At the time, Icahn and Darwin Deason, two of Xerox’s three largest individual shareholders, objected to the proposal by Fujifilm Holdings to acquire Xerox. That merger had been blocked a couple weeks earlier by Supreme Court of the State of New York, County of New York.

Xerox in late 2019 then revealed a plan to acquire HP Inc. That bid was eventually withdrawn. Two weeks after Xerox’s HP bid, Icahn unveiled a 4.24 percent stake in HP.

In an interview with Barron’s in March, HP CEO Enrique Lores said HP’s “priority” is to execute its own plan which is “going to create a lot of value” for shareholders. “We are open to exploring consolidation, but there are other opportunities we’re considering from an M&A perspective,” he said.

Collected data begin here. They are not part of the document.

// Reporting and output for Gauntlet
// Supports CSV, Markdown, and JSON export of test results

use chrono::Local;
use std::collections::BTreeMap;
use std::fs::File;
use std::io::Write;
use std::path::{Path, PathBuf};
use tracing::info;

use crate::error::ProbeError;
use crate::models::TestResult;

const CSV_HEADER: &str = "Name,Expected,Actual,Status,Response time (ms)";

/// Escape CSV field to prevent formula injection attacks
/// Cells starting with =, +, -, @, or tab are prefixed with single quote
pub fn escape_csv_field(field: &str) -> String {
    let Some(first_char) = field.chars().next() else {
        return String::new();
    };
    let needs_escaping = matches!(first_char, '=' | '+' | '-' | '@' | '\t');

    if needs_escaping {
        format!("\"'{}\"", field.replace('"', "\"\""))
    } else if field.contains(',') || field.contains('"') || field.contains('\n') {
        format!("\"{}\"", field.replace('"', "\"\""))
    } else {
        field.to_string()
    }
}

/// Pipe-safe single-line markdown cell.
fn escape_markdown_cell(field: &str) -> String {
    field.replace('|', "\\|").replace(['\r', '\n'], " ")
}

fn response_time_cell(result: &TestResult) -> String {
    result
        .response_time
        .map(|ms| ms.to_string())
        .unwrap_or_default()
}

pub fn render_csv(results: &[TestResult]) -> String {
    let mut out = String::from(CSV_HEADER);
    out.push('\n');
    for result in results {
        let row = [
            escape_csv_field(&result.name),
            escape_csv_field(&result.expected),
            escape_csv_field(&result.actual),
            escape_csv_field(&result.status.to_string()),
            response_time_cell(result),
        ];
        out.push_str(&row.join(","));
        out.push('\n');
    }
    out
}

/// Count of results per verdict, keyed by the verdict's display form.
pub fn verdict_summary(results: &[TestResult]) -> BTreeMap<String, usize> {
    let mut summary = BTreeMap::new();
    for result in results {
        *summary.entry(result.status.to_string()).or_insert(0) += 1;
    }
    summary
}

pub fn render_markdown(title: &str, results: &[TestResult]) -> String {
    let mut out = format!("# Gauntlet Report: {}\n\n", escape_markdown_cell(title));

    let summary = verdict_summary(results);
    if !summary.is_empty() {
        let parts: Vec<String> = summary
            .iter()
            .map(|(verdict, count)| format!("{} {}", count, verdict))
            .collect();
        out.push_str(&format!("**{} checks:** {}\n\n", results.len(), parts.join(", ")));
    }

    out.push_str("| Check | Expected | Actual | Status | Time (ms) |\n");
    out.push_str("|---|---|---|---|---|\n");
    for result in results {
        out.push_str(&format!(
            "| {} | {} | {} | {} | {} |\n",
            escape_markdown_cell(&result.name),
            escape_markdown_cell(&result.expected),
            escape_markdown_cell(&result.actual),
            result.status,
            response_time_cell(result)
        ));
    }
    out
}

fn report_path(dir: &Path, extension: &str) -> PathBuf {
    let timestamp = Local::now().format("%Y%m%d_%H%M%S");
    dir.join(format!("gauntlet_report_{}.{}", timestamp, extension))
}

fn write_report(dir: &Path, extension: &str, content: &str) -> Result<PathBuf, ProbeError> {
    let path = report_path(dir, extension);
    let mut file = File::create(&path)?;
    file.write_all(content.as_bytes())?;
    info!(path = %path.display(), "report written");
    Ok(path)
}

pub fn export_csv(results: &[TestResult], dir: impl AsRef<Path>) -> Result<PathBuf, ProbeError> {
    write_report(dir.as_ref(), "csv", &render_csv(results))
}

pub fn export_markdown(
    title: &str,
    results: &[TestResult],
    dir: impl AsRef<Path>,
) -> Result<PathBuf, ProbeError> {
    write_report(dir.as_ref(), "md", &render_markdown(title, results))
}

/// Full results, including captured requests and responses.
pub fn export_json(results: &[TestResult], dir: impl AsRef<Path>) -> Result<PathBuf, ProbeError> {
    let content = serde_json::to_string_pretty(results)?;
    write_report(dir.as_ref(), "json", &content)
}

#[cfg(test)]
mod tests {
    use super::*;
    use crate::models::Verdict;

    #[test]
    fn formula_prefixes_are_neutralized() {
        assert_eq!(escape_csv_field("=1+1"), "\"'=1+1\"");
        assert_eq!(escape_csv_field("-x"), "\"'-x\"");
        assert_eq!(escape_csv_field("plain"), "plain");
        assert_eq!(escape_csv_field(""), "");
    }

    #[test]
    fn newlines_force_quoting() {
        assert_eq!(escape_csv_field("a\nb"), "\"a\nb\"");
    }

    #[test]
    fn markdown_cells_escape_pipes() {
        let results = vec![TestResult::new("a|b", "2xx-3xx", "200 OK", Verdict::Pass)];
        let md = render_markdown("GET /", &results);
        assert!(md.contains("| a\\|b | 2xx-3xx | 200 OK | PASS |  |"));
        assert!(md.contains("**1 checks:** 1 PASS"));
    }

    #[test]
    fn summary_counts_each_verdict() {
        let results = vec![
            TestResult::new("a", "", "", Verdict::Pass),
            TestResult::new("b", "", "", Verdict::Bug),
            TestResult::new("c", "", "", Verdict::Pass),
        ];
        let summary = verdict_summary(&results);
        assert_eq!(summary.get("PASS"), Some(&2));
        assert_eq!(summary.get("BUG"), Some(&1));
    }
}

Lores told Barron’s that the Xerox takeover attempt did not recognize HP’s value as a “stand alone” company. “The second problem is the high leverage the combined company would have, which we consider extremely risky,” he said. “Third is the synergies they’re using to calculate the value of the deal are unrealistic. They count cost savings we’re already finding as a stand alone company.”

In an interview with CRN in February, Xerox CEO John Visentin told CRN that the HP deal was “dead.” That said, he also noted that he believes the printer industry should consolidate.

“It’ll always take two players to want to consolidate and we’ve always been very vocal that this industry is too large and that we should start seeing some consolidation, which we haven’t yet,” he said.